U.S. Blacklisted Countries
Additionally, there are countries whose citizens the U.S. government will not allow us to help. They are:
- North Korea
These two lists change and are not conclusive, so it is best to confirm with us if you think your country may not be eligible for U.S. based life insurance.
How To Obtain The Life Insurance
The key of purchasing life insurance from a U.S.-based company is that you must be in the U.S. to do so – you must be in the U.S. for the application, medical exam, and policy delivery. You must have specific ties to the U.S. somehow, such as having business interests, married to a U.S. citizen, or having some type of financial interest. That means you can’t simply take a vacation to the U.S. and apply for life insurance. You must also remain in the U.S. for policy delivery.
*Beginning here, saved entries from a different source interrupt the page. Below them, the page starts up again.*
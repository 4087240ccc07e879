//! Series performance against a mocked vlr.gg.
//!
//! The performance tab and the series overview are served by wiremock from
//! the fixture page, so these tests exercise the full fetch, team tag
//! resolution and parsing flow without touching the network.

use std::time::Duration;

use wiremock::{
    matchers::{method, path, query_param, query_param_is_missing},
    Mock, MockServer, ResponseTemplate,
};

use vlr_performance::{GameId, MapPerformance, VlrClient};

const FIXTURE: &str = include_str!("fixtures/series_performance.html");
const SERIES_ID: u32 = 542210;
const TIMEOUT: Option<Duration> = Some(Duration::from_secs(2));

fn performance_tab(body: ResponseTemplate) -> Mock {
    Mock::given(method("GET"))
        .and(path(format!("/{SERIES_ID}")))
        .and(query_param("game", "all"))
        .and(query_param("tab", "performance"))
        .respond_with(body)
}

fn overview(body: ResponseTemplate) -> Mock {
    Mock::given(method("GET"))
        .and(path(format!("/{SERIES_ID}")))
        .and(query_param_is_missing("tab"))
        .respond_with(body)
}

fn client(server: &MockServer) -> VlrClient {
    VlrClient::new().with_base_url(server.uri())
}

fn ids(maps: &[MapPerformance]) -> Vec<Option<GameId>> {
    maps.iter().map(|m| m.game_id).collect()
}

#[tokio::test]
async fn test_series_performance_from_fixture() {
    let server = MockServer::start().await;
    performance_tab(ResponseTemplate::new(200).set_body_string(FIXTURE))
        .expect(1)
        .mount(&server)
        .await;
    // Both header ids resolve, so the overview is never needed.
    overview(ResponseTemplate::new(200).set_body_string(FIXTURE))
        .expect(0)
        .mount(&server)
        .await;

    let maps = client(&server)
        .get_series_performance(SERIES_ID, None, TIMEOUT)
        .await;

    assert_eq!(
        ids(&maps),
        vec![
            Some(GameId::All),
            Some(GameId::Map(233386)),
            Some(GameId::Map(233387))
        ]
    );
    assert!(maps.iter().all(MapPerformance::has_data));

    let entry = &maps[0].kill_matrix[0];
    assert_eq!(entry.killer_team_id, Some(1034));
    assert_eq!(entry.victim_team_id, Some(474));

    let players = &maps[0].player_performances;
    assert_eq!(players.len(), 3);
    assert_eq!(players[0].multi_2k, Some(2));
}

#[tokio::test]
async fn test_limit_caps_maps() {
    let server = MockServer::start().await;
    performance_tab(ResponseTemplate::new(200).set_body_string(FIXTURE))
        .mount(&server)
        .await;

    let client = client(&server);
    let one = client.get_series_performance(SERIES_ID, Some(1), TIMEOUT).await;
    assert_eq!(ids(&one), vec![Some(GameId::All)]);

    let many = client.get_series_performance(SERIES_ID, Some(10), TIMEOUT).await;
    assert_eq!(many.len(), 3);
}

#[tokio::test]
async fn test_zero_limit_issues_no_request() {
    let server = MockServer::start().await;
    performance_tab(ResponseTemplate::new(200).set_body_string(FIXTURE))
        .expect(0)
        .mount(&server)
        .await;
    overview(ResponseTemplate::new(200).set_body_string(FIXTURE))
        .expect(0)
        .mount(&server)
        .await;

    let maps = client(&server)
        .get_series_performance(SERIES_ID, Some(0), TIMEOUT)
        .await;
    assert!(maps.is_empty());
}

#[tokio::test]
async fn test_failed_fetch_yields_empty() {
    let server = MockServer::start().await;
    performance_tab(ResponseTemplate::new(500))
        .mount(&server)
        .await;

    let maps = client(&server)
        .get_series_performance(SERIES_ID, None, TIMEOUT)
        .await;
    assert!(maps.is_empty());
}

#[tokio::test]
async fn test_rate_limited_yields_empty() {
    let server = MockServer::start().await;
    performance_tab(ResponseTemplate::new(429))
        .mount(&server)
        .await;

    let maps = client(&server)
        .get_series_performance(SERIES_ID, None, TIMEOUT)
        .await;
    assert!(maps.is_empty());
}

#[tokio::test]
async fn test_page_without_stats_yields_empty() {
    let server = MockServer::start().await;
    performance_tab(
        ResponseTemplate::new(200).set_body_string("<html><body><p>Match not found</p></body></html>"),
    )
    .mount(&server)
    .await;

    let maps = client(&server)
        .get_series_performance(SERIES_ID, None, TIMEOUT)
        .await;
    assert!(maps.is_empty());
}

#[tokio::test]
async fn test_overview_backfills_missing_team_id() {
    let server = MockServer::start().await;
    let without_liquid_link = FIXTURE.replace(r#"href="/team/474/team-liquid""#, r##"href="#""##);
    performance_tab(ResponseTemplate::new(200).set_body_string(without_liquid_link))
        .expect(1)
        .mount(&server)
        .await;
    overview(ResponseTemplate::new(200).set_body_string(FIXTURE))
        .expect(1)
        .mount(&server)
        .await;

    let maps = client(&server)
        .get_series_performance(SERIES_ID, None, TIMEOUT)
        .await;

    let entry = &maps[0].kill_matrix[0];
    assert_eq!(entry.killer_team_id, Some(1034));
    assert_eq!(entry.victim_team_short.as_deref(), Some("TL"));
    assert_eq!(entry.victim_team_id, Some(474));
}

#[tokio::test]
async fn test_failed_overview_leaves_team_unresolved() {
    let server = MockServer::start().await;
    let without_liquid_link = FIXTURE.replace(r#"href="/team/474/team-liquid""#, r##"href="#""##);
    performance_tab(ResponseTemplate::new(200).set_body_string(without_liquid_link))
        .mount(&server)
        .await;
    overview(ResponseTemplate::new(500))
        .expect(1)
        .mount(&server)
        .await;

    let maps = client(&server)
        .get_series_performance(SERIES_ID, None, TIMEOUT)
        .await;

    assert_eq!(maps.len(), 3);
    let entry = &maps[0].kill_matrix[0];
    assert_eq!(entry.killer_team_id, Some(1034));
    assert_eq!(entry.victim_team_short.as_deref(), Some("TL"));
    assert_eq!(entry.victim_team_id, None);
}

#[tokio::test]
async fn test_repeated_calls_are_identical() {
    let server = MockServer::start().await;
    performance_tab(ResponseTemplate::new(200).set_body_string(FIXTURE))
        .expect(2)
        .mount(&server)
        .await;

    let client = client(&server);
    let first = client.get_series_performance(SERIES_ID, None, TIMEOUT).await;
    let second = client.get_series_performance(SERIES_ID, None, TIMEOUT).await;
    assert_eq!(first, second);
}

#[tokio::test]
async fn test_check_status() {
    let server = MockServer::start().await;
    Mock::given(method("HEAD"))
        .and(path("/"))
        .respond_with(ResponseTemplate::new(200))
        .mount(&server)
        .await;
    assert!(client(&server).check_status(TIMEOUT).await);

    let down = MockServer::start().await;
    Mock::given(method("HEAD"))
        .and(path("/"))
        .respond_with(ResponseTemplate::new(503))
        .mount(&down)
        .await;
    assert!(!client(&down).check_status(TIMEOUT).await);
}
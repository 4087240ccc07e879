use std::time::Duration;

use vlr_performance::VlrClient;

#[tokio::main]
async fn main() {
    tracing_subscriber::fmt()
        .with_max_level(tracing::Level::DEBUG)
        .init();

    let series_id = std::env::args()
        .nth(1)
        .and_then(|arg| arg.parse().ok())
        .unwrap_or(542210);

    let client = VlrClient::new();
    if !client.check_status(None).await {
        eprintln!("vlr.gg is not reachable");
        return;
    }

    let maps = client
        .get_series_performance(series_id, None, Some(Duration::from_secs(10)))
        .await;
    println!("Found {} maps for series {series_id}", maps.len());
    println!("{}", serde_json::to_string_pretty(&maps).unwrap());
}
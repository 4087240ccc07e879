//! Small text and URL helpers shared by the page parsers.
//!
//! Everything here is pure: no I/O, no state. Parsing helpers return
//! `None` instead of failing so callers can treat a bad value as "unknown".

use std::sync::LazyLock;

use regex::Regex;

pub(crate) const BASE_URL: &str = "https://www.vlr.gg";

static RE_INTEGER: LazyLock<Regex> =
    LazyLock::new(|| Regex::new(r"[-+]?\d+").expect("invalid regex: integer"));

static RE_FLOAT: LazyLock<Regex> =
    LazyLock::new(|| Regex::new(r"[-+]?\d*\.?\d+").expect("invalid regex: float"));

/// Collapse every run of whitespace into a single space and trim both ends.
pub fn normalize_whitespace(text: &str) -> String {
    text.split_whitespace().collect::<Vec<_>>().join(" ")
}

/// Resolve `href` against `base`.
///
/// Protocol-relative links get `https:`, root-relative links are appended to
/// `base`, anything else is returned unchanged.
pub fn join_url(base: &str, href: &str) -> String {
    if href.starts_with("//") {
        format!("https:{href}")
    } else if href.starts_with('/') {
        format!("{}{href}", base.trim_end_matches('/'))
    } else {
        href.to_string()
    }
}

/// Resolve a possibly relative vlr.gg link into an absolute URL.
pub fn absolute_url(href: &str) -> String {
    join_url(BASE_URL, href)
}

/// Parse an integer out of noisy page text.
///
/// Thousands separators are ignored and an explicit `+` sign is accepted,
/// so `"+3"`, `" 1,024 "` and `"12 kills"` all yield a value.
pub fn parse_int(text: &str) -> Option<i64> {
    let cleaned = text.trim().replace(',', "");
    if cleaned.is_empty() {
        return None;
    }
    cleaned.parse().ok().or_else(|| {
        RE_INTEGER
            .find(&cleaned)
            .and_then(|m| m.as_str().parse().ok())
    })
}

/// Parse a floating point number out of noisy page text, e.g. `"Rating: 1.23"`.
pub fn parse_float(text: &str) -> Option<f64> {
    let cleaned = text.trim().replace(',', "");
    if cleaned.is_empty() {
        return None;
    }
    cleaned.parse().ok().or_else(|| {
        RE_FLOAT
            .find(&cleaned)
            .and_then(|m| m.as_str().parse().ok())
    })
}

/// Extract the numeric id following `/{segment}/` in a link.
///
/// Works for both relative (`/team/2/sentinels`) and absolute links.
pub fn extract_id_from_url(url: &str, segment: &str) -> Option<u32> {
    let path = url.split(['?', '#']).next().unwrap_or_default();
    let mut parts = path.split('/');
    parts.find(|part| *part == segment)?;
    parts.next()?.parse().ok()
}
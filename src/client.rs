use std::time::Duration;

use tracing::{debug, instrument};

use crate::model::MapPerformance;
use crate::util::{join_url, BASE_URL};
use crate::vlr_scraper;

/// Per-request timeout used when a call does not pass its own.
pub const DEFAULT_TIMEOUT: Duration = Duration::from_secs(5);

/// The main entry point for reading series statistics from VLR.gg.
///
/// `VlrClient` wraps a [`reqwest::Client`] and the site root it talks to.
///
/// # Examples
///
/// ```no_run
/// # async fn example() {
/// use vlr_performance::VlrClient;
///
/// let client = VlrClient::new();
/// let maps = client.get_series_performance(542210, None, None).await;
/// for map in &maps {
///     println!("{:?}: {} kill pairs", map.map_name, map.kill_matrix.len());
/// }
/// # }
/// ```
#[derive(Debug, Clone)]
pub struct VlrClient {
    http: reqwest::Client,
    base_url: String,
}

impl Default for VlrClient {
    fn default() -> Self {
        Self::new()
    }
}

impl VlrClient {
    /// Create a new client with default settings.
    pub fn new() -> Self {
        Self::with_client(reqwest::Client::new())
    }

    /// Create a new client using the provided [`reqwest::Client`].
    ///
    /// Use this when you need to configure proxies, headers, a user agent, etc.
    pub fn with_client(client: reqwest::Client) -> Self {
        Self {
            http: client,
            base_url: BASE_URL.to_string(),
        }
    }

    /// Point the client at another site root, e.g. a local mirror.
    pub fn with_base_url(mut self, base_url: impl Into<String>) -> Self {
        self.base_url = base_url.into().trim_end_matches('/').to_string();
        self
    }

    /// The site root requests are sent to.
    pub fn base_url(&self) -> &str {
        &self.base_url
    }

    /// Fetch the performance tab of a series and return one entry per map
    /// (plus the "All Maps" aggregate when the series has several maps).
    ///
    /// Failures never surface as errors: an unreachable page yields an empty
    /// list and a failed overview fetch only leaves team ids unresolved.
    /// `limit` caps the number of maps returned, `Some(0)` skips the request.
    #[instrument(skip(self))]
    pub async fn get_series_performance(
        &self,
        series_id: u32,
        limit: Option<usize>,
        timeout: Option<Duration>,
    ) -> Vec<MapPerformance> {
        vlr_scraper::series::performance::get_series_performance(
            &self.http,
            &self.base_url,
            series_id,
            limit,
            timeout.unwrap_or(DEFAULT_TIMEOUT),
        )
        .await
    }

    /// Whether the site answers a HEAD request with a 2xx or 3xx status.
    #[instrument(skip(self))]
    pub async fn check_status(&self, timeout: Option<Duration>) -> bool {
        let url = join_url(&self.base_url, "/");
        match self
            .http
            .head(&url)
            .timeout(timeout.unwrap_or(DEFAULT_TIMEOUT))
            .send()
            .await
        {
            Ok(response) => {
                let status = response.status();
                debug!(%status, "status probe answered");
                status.is_success() || status.is_redirection()
            }
            Err(e) => {
                debug!(error = %e, "status probe failed");
                false
            }
        }
    }
}
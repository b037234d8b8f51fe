//! Strongly-typed identifiers used across the matrix.

use core::str::FromStr;
use serde::{Deserialize, Serialize};
use uuid::Uuid;

use crate::error::DomainError;

/// Identifier of a permission in the catalog.
///
/// Permission ids come from the backend's permission table and are globally
/// unique across the whole catalog, not just within a page.
#[derive(Debug, Copy, Clone, PartialEq, Eq, PartialOrd, Ord, Hash, Serialize, Deserialize)]
#[serde(transparent)]
pub struct PermissionId(u64);

impl PermissionId {
    pub const fn new(raw: u64) -> Self {
        Self(raw)
    }

    pub const fn get(self) -> u64 {
        self.0
    }
}

impl core::fmt::Display for PermissionId {
    fn fmt(&self, f: &mut core::fmt::Formatter<'_>) -> core::fmt::Result {
        core::fmt::Display::fmt(&self.0, f)
    }
}

impl From<u64> for PermissionId {
    fn from(value: u64) -> Self {
        Self(value)
    }
}

impl From<PermissionId> for u64 {
    fn from(value: PermissionId) -> Self {
        value.0
    }
}

impl FromStr for PermissionId {
    type Err = DomainError;

    fn from_str(s: &str) -> Result<Self, Self::Err> {
        s.trim()
            .parse::<u64>()
            .map(Self)
            .map_err(|e| DomainError::invalid_id(format!("PermissionId: {e}")))
    }
}

/// Identifier of a role whose grants are being edited.
#[derive(Debug, Copy, Clone, PartialEq, Eq, Hash, Serialize, Deserialize)]
#[serde(transparent)]
pub struct RoleId(Uuid);

/// Identifier of one editing session.
#[derive(Debug, Copy, Clone, PartialEq, Eq, Hash, Serialize, Deserialize)]
#[serde(transparent)]
pub struct SessionId(Uuid);

macro_rules! impl_uuid_newtype {
    ($t:ty, $name:literal) => {
        impl $t {
            /// Create a new identifier.
            ///
            /// Uses UUIDv7 (time-ordered). Prefer passing IDs explicitly in tests
            /// for determinism.
            pub fn new() -> Self {
                Self(Uuid::now_v7())
            }

            pub fn from_uuid(uuid: Uuid) -> Self {
                Self(uuid)
            }

            pub fn as_uuid(&self) -> &Uuid {
                &self.0
            }
        }

        impl Default for $t {
            fn default() -> Self {
                Self::new()
            }
        }

        impl core::fmt::Display for $t {
            fn fmt(&self, f: &mut core::fmt::Formatter<'_>) -> core::fmt::Result {
                core::fmt::Display::fmt(&self.0, f)
            }
        }

        impl From<Uuid> for $t {
            fn from(value: Uuid) -> Self {
                Self(value)
            }
        }

        impl FromStr for $t {
            type Err = DomainError;

            fn from_str(s: &str) -> Result<Self, Self::Err> {
                let uuid = Uuid::from_str(s)
                    .map_err(|e| DomainError::invalid_id(format!("{}: {}", $name, e)))?;
                Ok(Self(uuid))
            }
        }
    };
}

impl_uuid_newtype!(RoleId, "RoleId");
impl_uuid_newtype!(SessionId, "SessionId");
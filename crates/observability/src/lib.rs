//! Logging setup shared by hosts embedding the permission matrix.

/// Tracing subscriber configuration (filters, output format).
pub mod tracing;

pub use self::tracing::{LogFormat, init, init_for_tests, init_with};
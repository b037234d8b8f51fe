use std::collections::BTreeSet;

use thiserror::Error;

use permatrix_core::{DomainError, PermissionId};

use crate::catalog::CatalogError;
use crate::resolver::Violation;

fn join_ids(ids: &BTreeSet<PermissionId>) -> String {
    ids.iter().map(ToString::to_string).collect::<Vec<_>>().join(", ")
}

fn join_violations(violations: &[Violation]) -> String {
    violations.iter().map(ToString::to_string).collect::<Vec<_>>().join("; ")
}

/// Signals returned by matrix operations.
///
/// None of these are fatal: a rejected operation leaves the selection exactly
/// as it was.
#[derive(Debug, Error, Clone, PartialEq, Eq)]
pub enum MatrixError {
    #[error("permission {0} is inherited from a parent role and cannot be changed here")]
    ReadOnlyPermission(PermissionId),

    #[error("cannot remove [{}]: still required by [{}]", join_ids(.requested), join_ids(.blocking))]
    DependencyConflict {
        requested: BTreeSet<PermissionId>,
        blocking: BTreeSet<PermissionId>,
    },

    #[error("unknown permission {0}")]
    UnknownPermission(PermissionId),

    #[error("unknown page '{page}'")]
    UnknownPage { module: Option<String>, page: String },

    #[error("page code '{page}' exists in several modules: {modules:?}")]
    AmbiguousPage { page: String, modules: Vec<String> },

    #[error("unknown module '{0}'")]
    UnknownModule(String),

    #[error("persisted selection breaks dependency closure: {}", join_violations(.0))]
    InconsistentSelection(Vec<Violation>),

    #[error(transparent)]
    Catalog(#[from] CatalogError),
}

impl From<MatrixError> for DomainError {
    fn from(err: MatrixError) -> Self {
        let msg = err.to_string();
        match err {
            MatrixError::ReadOnlyPermission(_) => DomainError::read_only(msg),
            MatrixError::DependencyConflict { .. } => DomainError::conflict(msg),
            MatrixError::UnknownPermission(_)
            | MatrixError::UnknownPage { .. }
            | MatrixError::UnknownModule(_) => DomainError::not_found(msg),
            MatrixError::AmbiguousPage { .. } | MatrixError::Catalog(_) => DomainError::validation(msg),
            MatrixError::InconsistentSelection(_) => DomainError::invariant(msg),
        }
    }
}
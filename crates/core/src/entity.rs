//! Entity trait: identity + a label for catalog nodes.

/// Entity marker + minimal interface.
///
/// Modules, pages and permissions are all entities: two nodes with the same
/// identifier are the same node even if their display data differs.
pub trait Entity {
    /// Strongly-typed entity identifier.
    type Id: Clone + Eq + core::hash::Hash + core::fmt::Debug;

    /// Returns the entity identifier.
    fn id(&self) -> &Self::Id;

    /// Human-readable label for logs and error messages.
    fn label(&self) -> &str;
}
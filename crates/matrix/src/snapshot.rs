//! Output handed to the persistence consumer on save.

use std::collections::BTreeSet;

use chrono::{DateTime, Utc};
use serde::{Deserialize, Serialize};

use permatrix_core::{PermissionId, RoleId, SessionId};

/// Final explicit grants of the edited role.
///
/// `explicit` is sorted and never contains inherited permissions.
#[derive(Debug, Clone, PartialEq, Eq, Serialize, Deserialize)]
#[serde(rename_all = "camelCase")]
pub struct SelectionSnapshot {
    pub role_id: RoleId,
    pub session_id: SessionId,
    pub explicit: Vec<PermissionId>,
    pub version: u64,
    pub captured_at: DateTime<Utc>,
}

impl SelectionSnapshot {
    pub fn explicit_set(&self) -> BTreeSet<PermissionId> {
        self.explicit.iter().copied().collect()
    }

    pub fn to_json(&self) -> Result<String, serde_json::Error> {
        serde_json::to_string(self)
    }
}

/// Grants added and removed relative to the persisted state (audit trail).
#[derive(Debug, Clone, Default, PartialEq, Eq, Serialize, Deserialize)]
pub struct SelectionDiff {
    pub granted: BTreeSet<PermissionId>,
    pub revoked: BTreeSet<PermissionId>,
}

impl SelectionDiff {
    pub fn between(before: &BTreeSet<PermissionId>, after: &BTreeSet<PermissionId>) -> Self {
        Self {
            granted: after.difference(before).copied().collect(),
            revoked: before.difference(after).copied().collect(),
        }
    }

    pub fn is_empty(&self) -> bool {
        self.granted.is_empty() && self.revoked.is_empty()
    }
}

#[cfg(test)]
mod tests {
    use super::*;

    fn ids(raw: &[u64]) -> BTreeSet<PermissionId> {
        raw.iter().copied().map(PermissionId::new).collect()
    }

    #[test]
    fn diff_splits_granted_and_revoked() {
        let diff = SelectionDiff::between(&ids(&[1, 2, 3]), &ids(&[2, 3, 4, 5]));
        assert_eq!(diff.granted, ids(&[4, 5]));
        assert_eq!(diff.revoked, ids(&[1]));
        assert!(SelectionDiff::between(&ids(&[7]), &ids(&[7])).is_empty());
    }

    #[test]
    fn snapshot_serializes_camel_case() {
        let snapshot = SelectionSnapshot {
            role_id: RoleId::new(),
            session_id: SessionId::new(),
            explicit: vec![PermissionId::new(1), PermissionId::new(2)],
            version: 3,
            captured_at: Utc::now(),
        };
        let value: serde_json::Value = serde_json::from_str(&snapshot.to_json().unwrap()).unwrap();
        assert_eq!(value["explicit"], serde_json::json!([1, 2]));
        assert_eq!(value["version"], 3);
        assert!(value.get("capturedAt").is_some());
        assert!(value.get("roleId").is_some());
    }
}
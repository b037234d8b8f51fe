//! Dependency queries over a catalog and a selection.
//!
//! Every function here is pure: the resolver borrows both inputs and never
//! mutates them. The session decides what to do with the answers.

use std::collections::{BTreeSet, VecDeque};

use serde::Serialize;

use permatrix_core::PermissionId;

use crate::catalog::PermissionCatalog;
use crate::selection::Selection;

/// A selected permission whose prerequisite is not selected.
#[derive(Debug, Clone, Copy, PartialEq, Eq, PartialOrd, Ord, Serialize)]
pub struct Violation {
    pub dependent: PermissionId,
    pub missing: PermissionId,
}

impl core::fmt::Display for Violation {
    fn fmt(&self, f: &mut core::fmt::Formatter<'_>) -> core::fmt::Result {
        write!(f, "{} requires {}", self.dependent, self.missing)
    }
}

/// Outcome of planning the removal of a whole group (page or module).
#[derive(Debug, Clone, Default, PartialEq, Eq)]
pub struct RemovalPlan {
    /// Members that can be removed together.
    pub removable: BTreeSet<PermissionId>,
    /// Members that must stay because something outside the group needs them.
    pub retained: BTreeSet<PermissionId>,
    /// Selected permissions outside the group that pin `retained` in place.
    pub external_blockers: BTreeSet<PermissionId>,
}

#[derive(Debug, Clone, Copy)]
pub struct DependencyResolver<'a> {
    catalog: &'a PermissionCatalog,
    selection: &'a Selection,
}

impl<'a> DependencyResolver<'a> {
    pub fn new(catalog: &'a PermissionCatalog, selection: &'a Selection) -> Self {
        Self { catalog, selection }
    }

    /// True if `id` has no prerequisite or its prerequisite is effective.
    pub fn is_satisfied(&self, id: PermissionId) -> bool {
        match self.catalog.prerequisite_of(id) {
            None => true,
            Some(prerequisite) => self.selection.is_effective(prerequisite),
        }
    }

    /// Permissions whose direct prerequisite is `id`.
    pub fn dependents_of(&self, id: PermissionId) -> BTreeSet<PermissionId> {
        self.catalog.dependents_of(id).collect()
    }

    /// Every permission that reaches `id` through one or more prerequisite hops.
    pub fn transitive_dependents_of(&self, id: PermissionId) -> BTreeSet<PermissionId> {
        let mut seen = BTreeSet::new();
        let mut queue = VecDeque::from([id]);
        while let Some(current) = queue.pop_front() {
            for dependent in self.catalog.dependents_of(current) {
                if dependent != id && seen.insert(dependent) {
                    queue.push_back(dependent);
                }
            }
        }
        seen
    }

    /// Minimal set to add so that `id` is selected with its chain satisfied.
    ///
    /// Walks up the prerequisite chain from `id`, stopping at the first
    /// permission that is already effective. Never contains an effective id.
    pub fn closure_to_add(&self, id: PermissionId) -> BTreeSet<PermissionId> {
        let mut closure = BTreeSet::new();
        let mut current = Some(id);
        while let Some(next) = current {
            if self.selection.is_effective(next) || !closure.insert(next) {
                break;
            }
            current = self.catalog.prerequisite_of(next);
        }
        closure
    }

    /// Union of [`closure_to_add`](Self::closure_to_add) over `ids`.
    pub fn closure_for_all<I>(&self, ids: I) -> BTreeSet<PermissionId>
    where
        I: IntoIterator<Item = PermissionId>,
    {
        ids.into_iter()
            .flat_map(|id| self.closure_to_add(id))
            .collect()
    }

    /// Explicitly selected permissions that directly depend on `id`.
    pub fn blocking_dependents(&self, id: PermissionId) -> BTreeSet<PermissionId> {
        self.catalog
            .dependents_of(id)
            .filter(|d| self.selection.is_explicit(*d))
            .collect()
    }

    /// Inherited permissions that directly depend on `id`.
    pub fn inherited_dependents(&self, id: PermissionId) -> BTreeSet<PermissionId> {
        self.catalog
            .dependents_of(id)
            .filter(|d| self.selection.is_inherited(*d) && !self.selection.is_explicit(*d))
            .collect()
    }

    /// Every effective permission whose prerequisite is not effective.
    pub fn violations(&self) -> Vec<Violation> {
        self.selection
            .effective()
            .into_iter()
            .filter_map(|dependent| {
                let missing = self.catalog.prerequisite_of(dependent)?;
                (!self.selection.is_effective(missing)).then_some(Violation { dependent, missing })
            })
            .collect()
    }

    pub fn is_consistent(&self) -> bool {
        self.violations().is_empty()
    }

    /// Decide which members of `group` can be removed as one batch.
    ///
    /// Members depended on by an effective permission outside the group are
    /// retained, along with their prerequisites inside the group. Dependents
    /// inside the group do not block each other.
    pub fn plan_group_removal(&self, group: &BTreeSet<PermissionId>) -> RemovalPlan {
        let mut plan = RemovalPlan::default();

        for member in group {
            let outside: Vec<PermissionId> = self
                .catalog
                .dependents_of(*member)
                .filter(|d| !group.contains(d) && self.selection.is_effective(*d))
                .collect();
            if outside.is_empty() {
                continue;
            }
            plan.external_blockers.extend(outside);

            let mut current = Some(*member);
            while let Some(id) = current {
                if !group.contains(&id) || !plan.retained.insert(id) {
                    break;
                }
                current = self.catalog.prerequisite_of(id);
            }
        }

        plan.removable = group.difference(&plan.retained).copied().collect();
        plan
    }
}
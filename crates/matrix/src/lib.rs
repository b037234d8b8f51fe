//! `permatrix-matrix` — role permission matrix engine.
//!
//! Maintains the explicit grants of one role over a module → page →
//! permission catalog, keeping every granted permission's prerequisite
//! granted and never touching permissions inherited from a parent role.
//!
//! This crate is intentionally decoupled from rendering, HTTP and storage.

pub mod catalog;
pub mod config;
pub mod error;
pub mod permission;
pub mod projector;
pub mod resolver;
pub mod roles;
pub mod selection;
pub mod session;
pub mod snapshot;

pub use catalog::{CatalogBuilder, CatalogError, Module, Page, PermissionCatalog};
pub use config::{ConfigError, MatrixConfig};
pub use error::MatrixError;
pub use permission::{Action, Permission, PermissionCode, Prerequisite};
pub use projector::{GroupState, MatrixView, RowState, TriStateProjector, group_state};
pub use resolver::{DependencyResolver, RemovalPlan, Violation};
pub use roles::{EditedRole, RoleCode};
pub use selection::Selection;
pub use session::{MatrixCommand, MatrixSession, SelectionChanged};
pub use snapshot::{SelectionDiff, SelectionSnapshot};

pub use permatrix_core::{PermissionId, RoleId, SessionId};
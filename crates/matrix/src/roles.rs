use std::borrow::Cow;

use serde::{Deserialize, Serialize};

use permatrix_core::RoleId;

/// Role code (e.g. "buyer", "warehouse.lead").
#[derive(Debug, Clone, PartialEq, Eq, Hash, Serialize, Deserialize)]
#[serde(transparent)]
pub struct RoleCode(Cow<'static, str>);

impl RoleCode {
    pub fn new(code: impl Into<Cow<'static, str>>) -> Self {
        Self(code.into())
    }

    pub fn as_str(&self) -> &str {
        &self.0
    }
}

impl core::fmt::Display for RoleCode {
    fn fmt(&self, f: &mut core::fmt::Formatter<'_>) -> core::fmt::Result {
        f.write_str(&self.0)
    }
}

/// The role whose grants an editing session changes.
///
/// `parent` is informational: inherited grants are computed by the role
/// hierarchy outside this crate and passed in as a plain set.
#[derive(Debug, Clone, PartialEq, Eq, Serialize, Deserialize)]
pub struct EditedRole {
    pub id: RoleId,
    pub code: RoleCode,
    pub parent: Option<RoleCode>,
}

impl EditedRole {
    pub fn new(id: RoleId, code: impl Into<Cow<'static, str>>) -> Self {
        Self {
            id,
            code: RoleCode::new(code),
            parent: None,
        }
    }

    pub fn with_parent(mut self, parent: impl Into<Cow<'static, str>>) -> Self {
        self.parent = Some(RoleCode::new(parent));
        self
    }
}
Here are some the specific requirements:
- If you don’t have a social security number, you must fill out a W-8 form
- Health record translated into English. Note, with prior approval from the insurance company, you may be able to bring your records with you. This requires prior approval. This can save significant time on the application process
- Apply and take the exam in the U.S.
- Be in the U.S. to receive the policy
- Pay the premiums in U.S. currency. Usually, the insurance companies will only allow annual payments. That means you will need a U.S. bank account. It would be in your best interest to establish a U.S. bank account before applying for life insurance
- Understand some limitations: if you work for a foreign police or military, you probably won’t be able to secure life insurance, even if you live in an approved country. There can be limitations on life insurance types, death benefit face amounts, and health rating class
While this seems like a lot of work, if you understand the process, it is not. The process can definitely take some time, but that shouldn’t deter you if you have been considering U.S. based life insurance. The main points are: you need to physically be in the U.S. for application and delivery; bring your medical records (if approved to do so); and fill out the application and go through the underwriting. We can’t stress enough to be honest on the application. The life insurance process can be long enough for even U.S. citizens living here in the U.S. If something in your application does not match with information in your medical records, chances are your application will be delayed or declined altogether.
There are significant advantages to securing U.S. based life insurance:
- Permanent insurance is a good option since the cash value is backed by the carrier
- Stable political policies
- Strong financial and insurance system
Types of insurance policies available to foreign nationals, non-residents, and visa/green card holders include term, whole life, and universal life policies. As we mentioned, permanent policies may be a good choice because of the stability of the U.S. insurance system.
Permanent insurance can also be ideal for those foreign nationals facing estate or tax issues. U.S. based life insurance is free from estate tax, income tax, and possibly other transfer taxes. While we understand taxes, we are by no means a tax advisor, and we recommend you speak to a tax advisor regarding your situation.